Instructions to follow:
Your answer should consist of all lines in the listing that hold the word "SELECT".

Data records:

########################################

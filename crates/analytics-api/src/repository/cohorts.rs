//! Cohort grouping, progression, retention and enrichment queries.

use chrono::{DateTime, Utc};
use diesel::prelude::*;
use diesel::sql_types::{BigInt, Double, Integer, Text, Timestamptz};

use funnelcast_common::db::{DbPool, run_with_statement_retry};
use funnelcast_common::error::AppError;
use funnelcast_common::tenant::TenantContext;

use super::{CohortPeriod, DateRange, SegmentDimension};

#[derive(Debug, Clone, QueryableByName)]
pub struct CohortRow {
    #[diesel(sql_type = Timestamptz)]
    pub cohort_start: DateTime<Utc>,
    #[diesel(sql_type = BigInt)]
    pub cohort_size: i64,
    #[diesel(sql_type = BigInt)]
    pub conversions: i64,
    #[diesel(sql_type = Double)]
    pub avg_minutes_to_convert: f64,
}

/// Users grouped by the calendar period they entered the funnel in.
pub fn cohorts_by_period(
    pool: &DbPool,
    ctx: TenantContext,
    funnel_id: i64,
    period: CohortPeriod,
    range: DateRange,
) -> Result<Vec<CohortRow>, AppError> {
    run_with_statement_retry(pool, |conn| {
        diesel::sql_query(
            "SELECT date_trunc($4, entered_at) AS cohort_start, \
                    COUNT(*) AS cohort_size, \
                    COUNT(*) FILTER (WHERE status = 'completed') AS conversions, \
                    COALESCE(EXTRACT(EPOCH FROM AVG(completed_at - entered_at) \
                        FILTER (WHERE status = 'completed')) / 60.0, 0)::float8 AS avg_minutes_to_convert \
             FROM funnel_user_states \
             WHERE tenant_id = $1 AND workspace_id = $2 AND funnel_id = $3 \
               AND entered_at BETWEEN $5 AND $6 \
             GROUP BY 1 \
             ORDER BY 1",
        )
        .bind::<BigInt, _>(ctx.tenant_id)
        .bind::<BigInt, _>(ctx.workspace_id)
        .bind::<BigInt, _>(funnel_id)
        .bind::<Text, _>(period.pg_unit())
        .bind::<Timestamptz, _>(range.start)
        .bind::<Timestamptz, _>(range.end)
        .load(conn)
        .map_err(AppError::from)
    })
}

#[derive(Debug, QueryableByName)]
pub struct CohortStepRow {
    #[diesel(sql_type = Timestamptz)]
    pub cohort_start: DateTime<Utc>,
    #[diesel(sql_type = Integer)]
    pub step_order: i32,
    #[diesel(sql_type = BigInt)]
    pub reached: i64,
}

/// Per cohort and per step: how many members progressed at least that far.
pub fn cohort_progression(
    pool: &DbPool,
    ctx: TenantContext,
    funnel_id: i64,
    period: CohortPeriod,
    total_steps: i32,
    range: DateRange,
) -> Result<Vec<CohortStepRow>, AppError> {
    run_with_statement_retry(pool, |conn| {
        diesel::sql_query(
            "SELECT date_trunc($4, us.entered_at) AS cohort_start, \
                    gs::int AS step_order, \
                    COUNT(*) FILTER (WHERE us.current_step_index >= gs) AS reached \
             FROM funnel_user_states us \
             CROSS JOIN generate_series(0, $7::int - 1) gs \
             WHERE us.tenant_id = $1 AND us.workspace_id = $2 AND us.funnel_id = $3 \
               AND us.entered_at BETWEEN $5 AND $6 \
             GROUP BY 1, 2 \
             ORDER BY 1, 2",
        )
        .bind::<BigInt, _>(ctx.tenant_id)
        .bind::<BigInt, _>(ctx.workspace_id)
        .bind::<BigInt, _>(funnel_id)
        .bind::<Text, _>(period.pg_unit())
        .bind::<Timestamptz, _>(range.start)
        .bind::<Timestamptz, _>(range.end)
        .bind::<Integer, _>(total_steps)
        .load(conn)
        .map_err(AppError::from)
    })
}

#[derive(Debug, QueryableByName)]
pub struct RetentionRow {
    #[diesel(sql_type = Timestamptz)]
    pub cohort_start: DateTime<Utc>,
    #[diesel(sql_type = Integer)]
    pub period_index: i32,
    #[diesel(sql_type = BigInt)]
    pub retained: i64,
}

/// Retention curve: for periods 0..4 after the cohort start, members whose
/// last funnel activity falls at or beyond that offset. Funnel activity is
/// the liveness signal here, which understates out-of-funnel activity.
pub fn retention_curves(
    pool: &DbPool,
    ctx: TenantContext,
    funnel_id: i64,
    period: CohortPeriod,
    range: DateRange,
) -> Result<Vec<RetentionRow>, AppError> {
    run_with_statement_retry(pool, |conn| {
        diesel::sql_query(
            "SELECT date_trunc($4, us.entered_at) AS cohort_start, \
                    k::int AS period_index, \
                    COUNT(*) FILTER (WHERE us.last_activity_at >= \
                        date_trunc($4, us.entered_at) + k * ('1 ' || $4)::interval) AS retained \
             FROM funnel_user_states us \
             CROSS JOIN generate_series(0, 4) k \
             WHERE us.tenant_id = $1 AND us.workspace_id = $2 AND us.funnel_id = $3 \
               AND us.entered_at BETWEEN $5 AND $6 \
             GROUP BY 1, 2 \
             ORDER BY 1, 2",
        )
        .bind::<BigInt, _>(ctx.tenant_id)
        .bind::<BigInt, _>(ctx.workspace_id)
        .bind::<BigInt, _>(funnel_id)
        .bind::<Text, _>(period.pg_unit())
        .bind::<Timestamptz, _>(range.start)
        .bind::<Timestamptz, _>(range.end)
        .load(conn)
        .map_err(AppError::from)
    })
}

#[derive(Debug, QueryableByName)]
pub struct CohortBreakdownRow {
    #[diesel(sql_type = Timestamptz)]
    pub cohort_start: DateTime<Utc>,
    #[diesel(sql_type = Text)]
    pub dimension_value: String,
    #[diesel(sql_type = BigInt)]
    pub users: i64,
}

/// Enriches cohorts with the given dimension of each member's first event
/// within 24 hours of entering the funnel.
pub fn cohort_breakdown(
    pool: &DbPool,
    ctx: TenantContext,
    funnel_id: i64,
    period: CohortPeriod,
    dimension: SegmentDimension,
    range: DateRange,
) -> Result<Vec<CohortBreakdownRow>, AppError> {
    let sql = format!(
        "WITH members AS ( \
             SELECT anonymous_id, date_trunc($4, entered_at) AS cohort_start, entered_at \
             FROM funnel_user_states \
             WHERE tenant_id = $1 AND workspace_id = $2 AND funnel_id = $3 \
               AND entered_at BETWEEN $5 AND $6 \
         ), \
         first_events AS ( \
             SELECT DISTINCT ON (m.anonymous_id) m.anonymous_id, m.cohort_start, {dim} AS dimension_value \
             FROM members m \
             JOIN events e ON e.tenant_id = $1 AND e.workspace_id = $2 \
               AND e.anonymous_id = m.anonymous_id \
               AND e.\"timestamp\" >= m.entered_at \
               AND e.\"timestamp\" < m.entered_at + interval '24 hours' \
             ORDER BY m.anonymous_id, e.\"timestamp\" ASC \
         ) \
         SELECT cohort_start, dimension_value, COUNT(*) AS users \
         FROM first_events \
         GROUP BY 1, 2 \
         ORDER BY 1, 2",
        dim = dimension.column_expr(),
    );

    run_with_statement_retry(pool, |conn| {
        diesel::sql_query(&sql)
            .bind::<BigInt, _>(ctx.tenant_id)
            .bind::<BigInt, _>(ctx.workspace_id)
            .bind::<BigInt, _>(funnel_id)
            .bind::<Text, _>(period.pg_unit())
            .bind::<Timestamptz, _>(range.start)
            .bind::<Timestamptz, _>(range.end)
            .load(conn)
            .map_err(AppError::from)
    })
}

########################################

Answer to this exercise:
            "SELECT date_trunc($4, entered_at) AS cohort_start, \
            "SELECT date_trunc($4, us.entered_at) AS cohort_start, \
            "SELECT date_trunc($4, us.entered_at) AS cohort_start, \
             SELECT anonymous_id, date_trunc($4, entered_at) AS cohort_start, entered_at \
             SELECT DISTINCT ON (m.anonymous_id) m.anonymous_id, m.cohort_start, {dim} AS dimension_value \
         SELECT cohort_start, dimension_value, COUNT(*) AS users \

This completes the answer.